The vast new shale gas reserves in North America have created an oversupplied natural gas market with historically low gas prices. However, this same low-cost gas will enable many world-scale gas development projects. Plentiful reserves will facilitate economic gas monetization projects ranging from revamped ammonia plants for U.S. fertilizer production to propylene and ethylene plants for industrial export markets, to compressed natural gas (CNG) and liquefied natural gas (LNG) for the transportation fuels market. Large-scale gas-to-liquid (GTL) projects are even being considered because of the massive gas volumes in liquids-rich gas and associated gas (a byproduct in higher-return crude production) combined with a skilled labor force in certain regions.
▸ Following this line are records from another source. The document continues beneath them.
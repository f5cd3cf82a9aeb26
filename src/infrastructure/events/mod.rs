//! Deploy event sinks

mod json;
mod log;

pub use json::{event_to_json, JsonEventSink};
pub use log::LogEventSink;
//! Pyramid (add-on) eligibility for held positions.

use serde::{Deserialize, Serialize};

use crate::domain::{MarketRegime, OpenPosition};

#[derive(Debug, Clone, PartialEq, Serialize, Deserialize)]
#[serde(default)]
pub struct PyramidConfig {
    pub max_adds: u32,
    /// R-multiple step per add: add n needs entry + n·step·initial risk.
    pub add_step_r: f64,
    /// ATR multiple above entry required for add n (index n−1).
    pub atr_levels: Vec<f64>,
}

impl Default for PyramidConfig {
    fn default() -> Self {
        Self {
            max_adds: 2,
            add_step_r: 1.0,
            atr_levels: vec![0.5, 1.0],
        }
    }
}

#[derive(Debug, Clone, PartialEq, Serialize, Deserialize)]
#[serde(tag = "type", rename_all = "SCREAMING_SNAKE_CASE")]
pub enum PyramidBlock {
    MaxAddsReached { adds_taken: u32 },
    HedgeSleeve,
    BearishRegime,
    BelowRTrigger { required: f64 },
    BelowAtrTrigger { required: f64 },
    NoInitialRisk,
}

#[derive(Debug, Clone, PartialEq, Serialize, Deserialize)]
pub struct PyramidCheck {
    pub symbol: String,
    /// 1-based number of the add being considered.
    pub add_number: u32,
    pub eligible: bool,
    pub r_trigger: Option<f64>,
    pub atr_trigger: Option<f64>,
    pub blocks: Vec<PyramidBlock>,
}

pub fn check_pyramid(
    position: &OpenPosition,
    price: f64,
    atr: Option<f64>,
    regime: MarketRegime,
    config: &PyramidConfig,
) -> PyramidCheck {
    let add_number = position.adds_taken + 1;
    let mut blocks = Vec::new();

    if position.adds_taken >= config.max_adds {
        blocks.push(PyramidBlock::MaxAddsReached {
            adds_taken: position.adds_taken,
        });
    }
    if position.sleeve.is_hedge() {
        blocks.push(PyramidBlock::HedgeSleeve);
    }
    if regime == MarketRegime::Bearish {
        blocks.push(PyramidBlock::BearishRegime);
    }

    let r_trigger = (position.initial_risk > 0.0).then(|| {
        position.entry_price + f64::from(add_number) * config.add_step_r * position.initial_risk
    });
    match r_trigger {
        Some(required) if price < required => {
            blocks.push(PyramidBlock::BelowRTrigger { required });
        }
        Some(_) => {}
        None => blocks.push(PyramidBlock::NoInitialRisk),
    }

    let atr_trigger = atr
        .filter(|a| a.is_finite() && *a > 0.0)
        .zip(config.atr_levels.get(add_number as usize - 1))
        .map(|(atr, level)| position.entry_price + level * atr);
    if let Some(required) = atr_trigger {
        if price < required {
            blocks.push(PyramidBlock::BelowAtrTrigger { required });
        }
    }

    PyramidCheck {
        symbol: position.symbol.clone(),
        add_number,
        eligible: blocks.is_empty(),
        r_trigger,
        atr_trigger,
        blocks,
    }
}

#[cfg(test)]
mod tests {
    use super::*;
    use crate::domain::Sleeve;
    use chrono::NaiveDate;

    fn position() -> OpenPosition {
        OpenPosition::new(
            "MSFT",
            NaiveDate::from_ymd_opt(2024, 3, 1).unwrap(),
            100.0,
            50.0,
            95.0,
        )
    }

    #[test]
    fn first_add_at_one_r() {
        let cfg = PyramidConfig::default();
        let check = check_pyramid(&position(), 105.0, Some(4.0), MarketRegime::Bullish, &cfg);
        assert!(check.eligible, "{:?}", check.blocks);
        assert_eq!(check.add_number, 1);
        assert_eq!(check.r_trigger, Some(105.0));
        assert_eq!(check.atr_trigger, Some(102.0));
    }

    #[test]
    fn below_r_trigger_blocks() {
        let cfg = PyramidConfig::default();
        let check = check_pyramid(&position(), 104.0, None, MarketRegime::Bullish, &cfg);
        assert!(!check.eligible);
        assert_eq!(check.blocks, vec![PyramidBlock::BelowRTrigger { required: 105.0 }]);
        assert_eq!(check.atr_trigger, None);
    }

    #[test]
    fn second_add_needs_both_triggers() {
        let mut p = position();
        p.adds_taken = 1;
        let cfg = PyramidConfig::default();
        // R trigger 110, ATR trigger 100 + 1.0·12 = 112
        let check = check_pyramid(&p, 111.0, Some(12.0), MarketRegime::Bullish, &cfg);
        assert_eq!(check.blocks, vec![PyramidBlock::BelowAtrTrigger { required: 112.0 }]);
    }

    #[test]
    fn max_adds_hedge_and_bearish_block() {
        let mut p = position();
        p.adds_taken = 2;
        p.sleeve = Sleeve::Hedge;
        let check = check_pyramid(&p, 200.0, None, MarketRegime::Bearish, &PyramidConfig::default());
        assert!(!check.eligible);
        assert!(check.blocks.contains(&PyramidBlock::MaxAddsReached { adds_taken: 2 }));
        assert!(check.blocks.contains(&PyramidBlock::HedgeSleeve));
        assert!(check.blocks.contains(&PyramidBlock::BearishRegime));
    }
}
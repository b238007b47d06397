//! Per-position stop review: ladder, trailing and chop candidates reconciled
//! into at most one recommendation.

use chrono::NaiveDate;
use serde::{Deserialize, Serialize};
use tracing::debug;

use super::advisory::{advise, Advisory, AdvisoryInput};
use super::ladder::{next_step, LadderStep};
use super::trailing::{chop_stop, highest_close, trailing_stop};
use super::StopConfig;
use crate::domain::{Bar, InstrumentSnapshot, MarketRegime, OpenPosition, ProtectionLevel};
use crate::error::EngineError;
use crate::indicators;

/// Market inputs for one position's review.
#[derive(Debug, Clone, Copy, PartialEq)]
pub struct StopContext {
    pub price: f64,
    pub atr: Option<f64>,
    pub regime: MarketRegime,
    pub as_of: NaiveDate,
    pub ma20: Option<f64>,
    pub vol_ratio: Option<f64>,
}

fn usable(v: f64) -> Option<f64> {
    (v.is_finite() && v > 0.0).then_some(v)
}

impl StopContext {
    pub fn new(price: f64, atr: Option<f64>, regime: MarketRegime, as_of: NaiveDate) -> Self {
        Self {
            price,
            atr: atr.and_then(usable),
            regime,
            as_of,
            ma20: None,
            vol_ratio: None,
        }
    }

    pub fn from_snapshot(snapshot: &InstrumentSnapshot, as_of: NaiveDate) -> Self {
        Self {
            price: snapshot.close,
            atr: usable(snapshot.atr),
            regime: snapshot.regime.unwrap_or_default(),
            as_of,
            ma20: usable(snapshot.ma20),
            vol_ratio: usable(snapshot.vol_ratio),
        }
    }

    /// Price, ATR and MA20 from bar history via the shared indicators.
    /// `None` for an empty series.
    pub fn from_bars(bars: &[Bar], regime: MarketRegime, atr_period: usize) -> Option<Self> {
        let last = bars.last()?;
        let closes = indicators::closes(bars);
        Some(Self {
            price: last.close,
            atr: indicators::latest_atr(bars, atr_period).and_then(usable),
            regime,
            as_of: last.date,
            ma20: indicators::sma(&closes, 20).last().copied().and_then(usable),
            vol_ratio: None,
        })
    }
}

/// A proposed stop upgrade. Produced only when it raises the stop.
#[derive(Debug, Clone, PartialEq, Serialize, Deserialize)]
pub struct StopRecommendation {
    pub symbol: String,
    pub old_stop: f64,
    pub new_stop: f64,
    pub old_level: ProtectionLevel,
    pub new_level: ProtectionLevel,
    pub reason: String,
}

#[derive(Debug, Clone, PartialEq, Serialize, Deserialize)]
pub struct StopReview {
    pub symbol: String,
    pub price: f64,
    pub r_multiple: f64,
    pub ladder: Option<LadderStep>,
    pub trailing_stop: Option<f64>,
    pub chop_stop: Option<f64>,
    pub highest_close: f64,
    pub recommendation: Option<StopRecommendation>,
    pub advisories: Vec<Advisory>,
}

#[derive(Debug, Clone, Copy, PartialEq)]
enum Source {
    Ladder,
    Trailing,
    Chop,
}

#[derive(Debug, Clone, Default)]
pub struct StopManager {
    config: StopConfig,
}

impl StopManager {
    pub fn new(config: StopConfig) -> Self {
        Self { config }
    }

    pub fn config(&self) -> &StopConfig {
        &self.config
    }

    pub fn review(&self, position: &OpenPosition, ctx: &StopContext) -> Result<StopReview, EngineError> {
        validate(position, ctx)?;
        let cfg = &self.config;
        let atr = ctx.atr.and_then(usable);
        let price = ctx.price;

        let r_multiple = position.r_multiple(price);
        let ladder = next_step(position, price, atr, &cfg.ladder);
        let highest = highest_close(position, price);
        let trailing = trailing_stop(position, highest, atr, &cfg.trailing);
        let chop = if ctx.regime == MarketRegime::Sideways && !position.sleeve.is_etf() {
            chop_stop(price, atr, &cfg.chop)
        } else {
            None
        };

        let best = [
            (Source::Ladder, ladder.map(|s| s.stop)),
            (Source::Trailing, trailing),
            (Source::Chop, chop),
        ]
        .into_iter()
        .filter_map(|(source, stop)| stop.map(|s| (source, s)))
        .filter(|(_, s)| s.is_finite())
        .max_by(|a, b| a.1.total_cmp(&b.1));

        let recommendation = best
            .filter(|(_, stop)| *stop > position.current_stop)
            .map(|(source, new_stop)| {
                let new_level = ladder.map_or(position.protection_level, |s| s.level);
                let reason = match source {
                    Source::Ladder => format!("R {r_multiple:.2} reached {new_level}"),
                    Source::Trailing => format!(
                        "trailing {:.1} ATR below highest close {highest:.2}",
                        cfg.trailing.atr_mult
                    ),
                    Source::Chop => format!("sideways regime: {:.1} ATR chop stop", cfg.chop.atr_mult),
                };
                StopRecommendation {
                    symbol: position.symbol.clone(),
                    old_stop: position.current_stop,
                    new_stop,
                    old_level: position.protection_level,
                    new_level,
                    reason,
                }
            });

        let advisories = advise(
            position,
            &AdvisoryInput {
                price,
                as_of: ctx.as_of,
                atr,
                ma20: ctx.ma20,
                vol_ratio: ctx.vol_ratio,
            },
            &cfg.advisory,
        );

        debug!(
            symbol = %position.symbol,
            r = r_multiple,
            recommended = recommendation.as_ref().map(|r| r.new_stop),
            advisories = advisories.len(),
            "Reviewed stop"
        );

        Ok(StopReview {
            symbol: position.symbol.clone(),
            price,
            r_multiple,
            ladder,
            trailing_stop: trailing,
            chop_stop: chop,
            highest_close: highest,
            recommendation,
            advisories,
        })
    }
}

fn validate(position: &OpenPosition, ctx: &StopContext) -> Result<(), EngineError> {
    if !(position.initial_risk.is_finite() && position.initial_risk > 0.0) {
        return Err(EngineError::invalid(
            "initial_risk",
            format!("{}: initial risk must be positive", position.symbol),
        ));
    }
    if !(position.entry_price.is_finite() && position.entry_price > 0.0) {
        return Err(EngineError::invalid(
            "entry_price",
            format!("{}: entry price must be positive", position.symbol),
        ));
    }
    if !position.current_stop.is_finite() {
        return Err(EngineError::invalid(
            "current_stop",
            format!("{}: current stop must be finite", position.symbol),
        ));
    }
    if !(ctx.price.is_finite() && ctx.price > 0.0) {
        return Err(EngineError::invalid(
            "price",
            format!("{}: price must be positive", position.symbol),
        ));
    }
    Ok(())
}

#[cfg(test)]
mod tests {
    use super::*;
    use crate::domain::Sleeve;

    fn date() -> NaiveDate {
        NaiveDate::from_ymd_opt(2024, 3, 1).unwrap()
    }

    fn position() -> OpenPosition {
        OpenPosition::new("AAPL", date(), 100.0, 10.0, 90.0)
    }

    fn ctx(price: f64, atr: Option<f64>) -> StopContext {
        StopContext::new(price, atr, MarketRegime::Bullish, date())
    }

    fn no_trailing() -> StopManager {
        let mut cfg = StopConfig::default();
        cfg.trailing.enabled = false;
        StopManager::new(cfg)
    }

    #[test]
    fn below_first_rung_no_recommendation() {
        let review = no_trailing().review(&position(), &ctx(110.0, Some(2.0))).unwrap();
        assert!(review.recommendation.is_none());
        assert!((review.r_multiple - 1.0).abs() < 1e-12);
    }

    #[test]
    fn breakeven_recommended() {
        let review = no_trailing().review(&position(), &ctx(116.0, Some(2.0))).unwrap();
        let rec = review.recommendation.unwrap();
        assert_eq!(rec.new_stop, 100.0);
        assert_eq!(rec.new_level, ProtectionLevel::Breakeven);
        assert_eq!(rec.old_stop, 90.0);
    }

    #[test]
    fn trailing_wins_when_higher() {
        // highest 116, ATR 2 → trail 110 above the breakeven rung at 100
        let review = StopManager::default()
            .review(&position(), &ctx(116.0, Some(2.0)))
            .unwrap();
        let rec = review.recommendation.unwrap();
        assert_eq!(rec.new_stop, 110.0);
        assert_eq!(rec.new_level, ProtectionLevel::Breakeven);
        assert!(rec.reason.starts_with("trailing"));
    }

    #[test]
    fn trailing_alone_keeps_level() {
        let mut p = position();
        p.highest_close = Some(130.0);
        // R 1.2: no rung, trail 130 − 6 = 124
        let review = StopManager::default().review(&p, &ctx(112.0, Some(2.0))).unwrap();
        let rec = review.recommendation.unwrap();
        assert_eq!(rec.new_stop, 124.0);
        assert_eq!(rec.new_level, ProtectionLevel::Initial);
    }

    #[test]
    fn chop_applies_to_stocks_in_sideways() {
        let mut c = ctx(108.0, Some(2.0));
        c.regime = MarketRegime::Sideways;
        let review = no_trailing().review(&position(), &c).unwrap();
        assert_eq!(review.chop_stop, Some(105.0));
        assert_eq!(review.recommendation.unwrap().new_stop, 105.0);

        let mut etf = position();
        etf.sleeve = Sleeve::EtfCore;
        let review = no_trailing().review(&etf, &c).unwrap();
        assert_eq!(review.chop_stop, None);
        assert!(review.recommendation.is_none());
    }

    #[test]
    fn missing_atr_uses_lock_floor() {
        let review = no_trailing().review(&position(), &ctx(131.0, None)).unwrap();
        let rec = review.recommendation.unwrap();
        assert_eq!(rec.new_level, ProtectionLevel::Lock1RTrail);
        assert_eq!(rec.new_stop, 110.0);
    }

    #[test]
    fn zero_initial_risk_is_invalid() {
        let mut p = position();
        p.initial_risk = 0.0;
        let err = StopManager::default().review(&p, &ctx(110.0, None)).unwrap_err();
        assert!(matches!(err, EngineError::InvalidInput { field: "initial_risk", .. }));
    }

    #[test]
    fn context_from_bars_uses_shared_atr() {
        let closes: Vec<f64> = (0..40).map(|i| 100.0 + i as f64).collect();
        let bars = indicators::make_bars(&closes);
        let ctx = StopContext::from_bars(&bars, MarketRegime::Bullish, 14).unwrap();
        assert_eq!(ctx.price, 139.0);
        assert_eq!(ctx.atr, indicators::latest_atr(&bars, 14));
        assert!(ctx.atr.is_some());
        assert_eq!(StopContext::from_bars(&[], MarketRegime::Bullish, 14), None);
    }
}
Most shale gas reserve estimates show that approximately 15 Bcf/d to 17 Bcf/d of new gas from shale plays within the U.S. can be produced at a cost of less than $4/Mcf. Liquid-rich gas provides an even more compelling production scenario such that the liquids portion funds an even lower break-even supply cost for the combined liquids and gas streams. This new production is a significant “step-change” in the U.S. natural gas landscape. Essentially, the immense shale gas reserves mean that the U.S. can supply new gas demand up to approximately 86 Bcf/d to 90 Bcf/d, compared to our current gas usage of approximately 70 Bcf/d. Until the combined total of our current gas use and new gas developments approach this threshold, we will likely see “depressed” gas prices below $5/Mcf. This emerging gas supply picture essentially means we need more gas monetization projects in all forms and the sooner, the better.
The two most probable and most consuming routes (from a monetization perspective) for natural gas developments are LNG and gas-fired power. World-scale LNG export facilities typically utilize 1 Bcf/d to 1.2 Bcf/d for a two-train facility. The developments come with a high capital cost because of the low refrigeration temperatures required and auxiliary systems (such as tanks, piping, and jetty). However, viewed as a normalized capital cost (capex divided by gas volumes to be monetized), LNG projects compete well with other monetization options. Another possible avenue for gas demand uptake is the concept of many small, distributed LNG plants for the U.S. transportation fuels market, primarily to displace diesel usage. These plants will utilize much less natural gas—30 MMscf/d to 100 MMscf/d—but can be built for considerably lower capital cost and strategically placed throughout our country’s primary diesel fuel usage thoroughfares (major highways, rivers, and the U.S. Gulf Coast).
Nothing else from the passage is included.